Intanto, con altre parti sociali, si sono fatti molti passi avanti: con la Confapi è stato addirittura già firmato l’accordo sul nuovo modello contrattuale. È un primo importante segnale della volontà di rinnovamento che le parti sono in grado di esprimere...

Sì, è proprio così. Con la Confapi abbiamo firmato non solo il primo, ma anche un moderno accordo per nuove relazioni industriali e un nuovo modello contrattuale, insieme all’accordo sulla rappresentanza e sulla detassazione del salario di produttività. È l’ennesima prova che le parti si confrontano proficuamente e che sono in grado di raggiungere importanti risultati: su questi terreni le interferenze politiche possono solo creare disagi. L’intesa nel suo insieme è particolarmente significativa per la peculiare composizione del settore di riferimento, caratterizzato da piccole e medie aziende, molto diffuse sul territorio nazionale. È apprezzabile che sia stato confermato il livello nazionale e che sia stata prevista una diffusione della contrattazione di secondo livello, anche territoriale. La Confapi è la prima parte datoriale con cui abbiamo raggiunto questo traguardo. Ora dobbiamo proseguire il cammino anche con le altre associazioni: noi siamo pronti.

Dalla contrattazione ai contratti. Su quest’ultimo fronte le cose non vanno bene. Sono tante le trattative in fase di stallo, a cominciare da quella dei metalmeccanici. Sempre a luglio c’è stato un attivo unitario di Cgil, Cisl, Uil.
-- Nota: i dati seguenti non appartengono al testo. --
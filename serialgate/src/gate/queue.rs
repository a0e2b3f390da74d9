//! Bounded admission queue.
//!
//! Producers hold cloneable [`AdmissionQueue`] handles and either admit an
//! envelope immediately or get [`AdmissionError::QueueFull`]; they never wait
//! for space. The worker loop exclusively owns the [`QueueReceiver`] and
//! blocks its own thread on it.
//!
//! Built on a bounded tokio `mpsc` channel. A slot is reserved atomically
//! with respect to other producers; the envelope becomes visible to the
//! worker only when the reserved [`AdmissionSlot`] is filled. Messages come
//! out in the order their slots were filled.

use super::envelope::Envelope;
use super::error::AdmissionError;
use std::num::NonZeroUsize;
use tokio::sync::mpsc;
use tokio_util::sync::CancellationToken;

/// Creates a queue with a fixed capacity.
///
/// # Panics
///
/// Panics if `capacity` exceeds
/// [`MAX_QUEUE_CAPACITY`](super::MAX_QUEUE_CAPACITY);
/// [`GateConfig::validate`](super::GateConfig::validate) rejects such values.
pub fn admission_queue<P, R>(capacity: NonZeroUsize) -> (AdmissionQueue<P, R>, QueueReceiver<P, R>) {
    let (tx, rx) = mpsc::channel(capacity.get());
    (AdmissionQueue { tx }, QueueReceiver { rx })
}

// =============================================================================
// Producer side
// =============================================================================

/// Producer handle for the admission queue.
pub struct AdmissionQueue<P, R> {
    tx: mpsc::Sender<Envelope<P, R>>,
}

impl<P, R> Clone for AdmissionQueue<P, R> {
    fn clone(&self) -> Self {
        Self {
            tx: self.tx.clone(),
        }
    }
}

impl<P, R> AdmissionQueue<P, R> {
    /// Admits the envelope or rejects it without blocking.
    ///
    /// On rejection the envelope is dropped, which closes its response
    /// channel; the caller learns about the rejection from the returned
    /// error and never waits on it.
    pub fn try_enqueue(&self, envelope: Envelope<P, R>) -> Result<(), AdmissionError> {
        self.try_reserve()?.fill(envelope);
        Ok(())
    }

    /// Reserves one slot without blocking.
    ///
    /// The slot counts towards [`depth`](Self::depth) while held, but the
    /// worker cannot see anything until it is filled. Dropping an unfilled
    /// slot gives the space back.
    pub fn try_reserve(&self) -> Result<AdmissionSlot<'_, P, R>, AdmissionError> {
        self.tx
            .try_reserve()
            .map(|permit| AdmissionSlot { permit })
            .map_err(|e| match e {
                mpsc::error::TrySendError::Full(()) => AdmissionError::QueueFull {
                    capacity: self.capacity(),
                },
                mpsc::error::TrySendError::Closed(()) => AdmissionError::WorkerUnavailable,
            })
    }

    /// Number of envelopes currently waiting (including slots being filled).
    pub fn depth(&self) -> usize {
        self.tx.max_capacity() - self.tx.capacity()
    }

    /// Fixed capacity chosen at creation.
    pub fn capacity(&self) -> usize {
        self.tx.max_capacity()
    }

    /// Current fill ratio between 0.0 (empty) and 1.0 (full).
    pub fn pressure(&self) -> f64 {
        self.depth() as f64 / self.capacity() as f64
    }

    /// Returns true once the worker side has gone away.
    pub fn is_closed(&self) -> bool {
        self.tx.is_closed()
    }
}

/// A reserved queue slot; see [`AdmissionQueue::try_reserve`].
pub struct AdmissionSlot<'a, P, R> {
    permit: mpsc::Permit<'a, Envelope<P, R>>,
}

impl<P, R> AdmissionSlot<'_, P, R> {
    /// Hands the envelope to the worker. Never fails or blocks.
    pub fn fill(self, envelope: Envelope<P, R>) {
        self.permit.send(envelope);
    }
}

impl<P, R> std::fmt::Debug for AdmissionQueue<P, R> {
    fn fmt(&self, f: &mut std::fmt::Formatter<'_>) -> std::fmt::Result {
        f.debug_struct("AdmissionQueue")
            .field("depth", &self.depth())
            .field("capacity", &self.capacity())
            .field("closed", &self.is_closed())
            .finish()
    }
}

// =============================================================================
// Consumer side
// =============================================================================

/// Result of a blocking dequeue.
#[derive(Debug)]
pub enum Dequeued<P, R> {
    /// Next envelope in admission order.
    Envelope(Envelope<P, R>),

    /// Shutdown was requested; queued envelopes are left for draining.
    Shutdown,

    /// Every producer handle was dropped and the queue is empty.
    Disconnected,
}

/// Consumer handle, owned by the worker loop alone.
pub struct QueueReceiver<P, R> {
    rx: mpsc::Receiver<Envelope<P, R>>,
}

impl<P, R> QueueReceiver<P, R> {
    /// Blocks the calling thread until an envelope is available or the
    /// shutdown token fires.
    ///
    /// Shutdown takes precedence over queued work. Must be called from a
    /// plain thread, not from inside an async runtime.
    pub fn dequeue_blocking(&mut self, shutdown: &CancellationToken) -> Dequeued<P, R> {
        futures::executor::block_on(async {
            tokio::select! {
                biased;

                _ = shutdown.cancelled() => Dequeued::Shutdown,

                next = self.rx.recv() => match next {
                    Some(envelope) => Dequeued::Envelope(envelope),
                    None => Dequeued::Disconnected,
                },
            }
        })
    }

    /// Closes the queue to new admissions and returns everything still
    /// waiting, oldest first.
    pub fn close_and_drain(&mut self) -> Vec<Envelope<P, R>> {
        self.rx.close();

        let mut drained = Vec::new();
        while let Ok(envelope) = self.rx.try_recv() {
            drained.push(envelope);
        }
        drained
    }
}

impl<P, R> std::fmt::Debug for QueueReceiver<P, R> {
    fn fmt(&self, f: &mut std::fmt::Formatter<'_>) -> std::fmt::Result {
        f.debug_struct("QueueReceiver").finish_non_exhaustive()
    }
}

#[cfg(test)]
mod tests {
    use super::*;
    use crate::gate::envelope::RequestId;
    use crate::gate::error::RequestError;

    fn capacity(n: usize) -> NonZeroUsize {
        NonZeroUsize::new(n).unwrap()
    }

    fn envelope(id: u64) -> (Envelope<u64, u64>, crate::gate::ResponseChannel<u64>) {
        Envelope::new(RequestId::new(id), id)
    }

    #[test]
    fn test_rejects_when_full() {
        let (queue, _rx) = admission_queue::<u64, u64>(capacity(2));

        assert!(queue.try_enqueue(envelope(1).0).is_ok());
        assert!(queue.try_enqueue(envelope(2).0).is_ok());
        assert_eq!(
            queue.try_enqueue(envelope(3).0),
            Err(AdmissionError::QueueFull { capacity: 2 })
        );
        assert_eq!(queue.depth(), 2);
    }

    #[test]
    fn test_reserved_slot_counts_but_stays_hidden() {
        let (queue, mut rx) = admission_queue::<u64, u64>(capacity(1));
        let shutdown = CancellationToken::new();

        let slot = queue.try_reserve().unwrap();
        assert_eq!(queue.depth(), 1);
        assert!(matches!(
            queue.try_reserve(),
            Err(AdmissionError::QueueFull { capacity: 1 })
        ));

        drop(slot);
        assert_eq!(queue.depth(), 0);

        queue.try_reserve().unwrap().fill(envelope(7).0);
        match rx.dequeue_blocking(&shutdown) {
            Dequeued::Envelope(e) => assert_eq!(e.params, 7),
            other => panic!("unexpected {:?}", other),
        }
    }

    #[test]
    fn test_space_frees_after_dequeue() {
        let (queue, mut rx) = admission_queue::<u64, u64>(capacity(1));
        let shutdown = CancellationToken::new();

        queue.try_enqueue(envelope(1).0).unwrap();
        assert!(queue.try_enqueue(envelope(2).0).is_err());

        assert!(matches!(rx.dequeue_blocking(&shutdown), Dequeued::Envelope(_)));
        assert!(queue.try_enqueue(envelope(3).0).is_ok());
    }

    #[test]
    fn test_fifo_order() {
        let (queue, mut rx) = admission_queue::<u64, u64>(capacity(8));
        let shutdown = CancellationToken::new();

        for id in 1..=5 {
            queue.try_enqueue(envelope(id).0).unwrap();
        }

        let order: Vec<u64> = (0..5)
            .map(|_| match rx.dequeue_blocking(&shutdown) {
                Dequeued::Envelope(e) => e.params,
                other => panic!("unexpected {:?}", other),
            })
            .collect();
        assert_eq!(order, vec![1, 2, 3, 4, 5]);
    }

    #[test]
    fn test_shutdown_wins_over_queued_work() {
        let (queue, mut rx) = admission_queue::<u64, u64>(capacity(4));
        let shutdown = CancellationToken::new();

        queue.try_enqueue(envelope(1).0).unwrap();
        shutdown.cancel();

        assert!(matches!(rx.dequeue_blocking(&shutdown), Dequeued::Shutdown));
        assert_eq!(rx.close_and_drain().len(), 1);
    }

    #[test]
    fn test_disconnected_when_producers_gone() {
        let (queue, mut rx) = admission_queue::<u64, u64>(capacity(4));
        drop(queue);

        let shutdown = CancellationToken::new();
        assert!(matches!(rx.dequeue_blocking(&shutdown), Dequeued::Disconnected));
    }

    #[test]
    fn test_dequeue_blocks_until_admission() {
        let (queue, mut rx) = admission_queue::<u64, u64>(capacity(4));
        let shutdown = CancellationToken::new();

        let producer = std::thread::spawn(move || {
            std::thread::sleep(std::time::Duration::from_millis(30));
            queue.try_enqueue(envelope(7).0).unwrap();
            queue
        });

        match rx.dequeue_blocking(&shutdown) {
            Dequeued::Envelope(e) => assert_eq!(e.params, 7),
            other => panic!("unexpected {:?}", other),
        }
        let _queue = producer.join().unwrap();
    }

    #[test]
    fn test_close_rejects_new_admissions() {
        let (queue, mut rx) = admission_queue::<u64, u64>(capacity(4));
        queue.try_enqueue(envelope(1).0).unwrap();

        let drained = rx.close_and_drain();
        assert_eq!(drained.len(), 1);
        assert!(queue.is_closed());
        assert_eq!(
            queue.try_enqueue(envelope(2).0),
            Err(AdmissionError::WorkerUnavailable)
        );
    }

    #[tokio::test]
    async fn test_rejected_envelope_closes_its_channel() {
        let (queue, _rx) = admission_queue::<u64, u64>(capacity(1));
        queue.try_enqueue(envelope(1).0).unwrap();

        let (rejected, channel) = envelope(2);
        assert!(queue.try_enqueue(rejected).is_err());
        assert_eq!(channel.await_result().await, Err(RequestError::WorkerLost));
    }

    #[test]
    fn test_pressure() {
        let (queue, _rx) = admission_queue::<u64, u64>(capacity(4));
        assert_eq!(queue.pressure(), 0.0);

        queue.try_enqueue(envelope(1).0).unwrap();
        queue.try_enqueue(envelope(2).0).unwrap();
        assert!((queue.pressure() - 0.5).abs() < f64::EPSILON);
    }
}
Di cosa si è parlato e cosa si è deciso?

Intanto, abbiamo ribadito un principio che sembra scontato, ma non lo è per tutti, a cominciare proprio da molti imprenditori che si ostinano a restare su posizioni di chiusura e di rigore. I contratti non sono solo un diritto dei lavoratori pubblici e privati, ma anche un fattore di ripresa per l’economia del Paese. Senza il recupero del potere d’acquisto dei lavoratori e dei pensionati non c’è crescita economica e se non c’è crescita non c’è occupazione. Ecco perché rinnovare i contratti conviene a tutti. Io mi auguro, per i lavoratori, per i pensionati, per i giovani in cerca di lavoro, che tutti i confronti aperti portino risultati positivi. Se riusciremo a fare accordi e contratti, bene. Se questo non succederà, le lavoratrici e i lavoratori, i giovani e i pensionati sono pronti per farsi sentire al ritorno dalle ferie.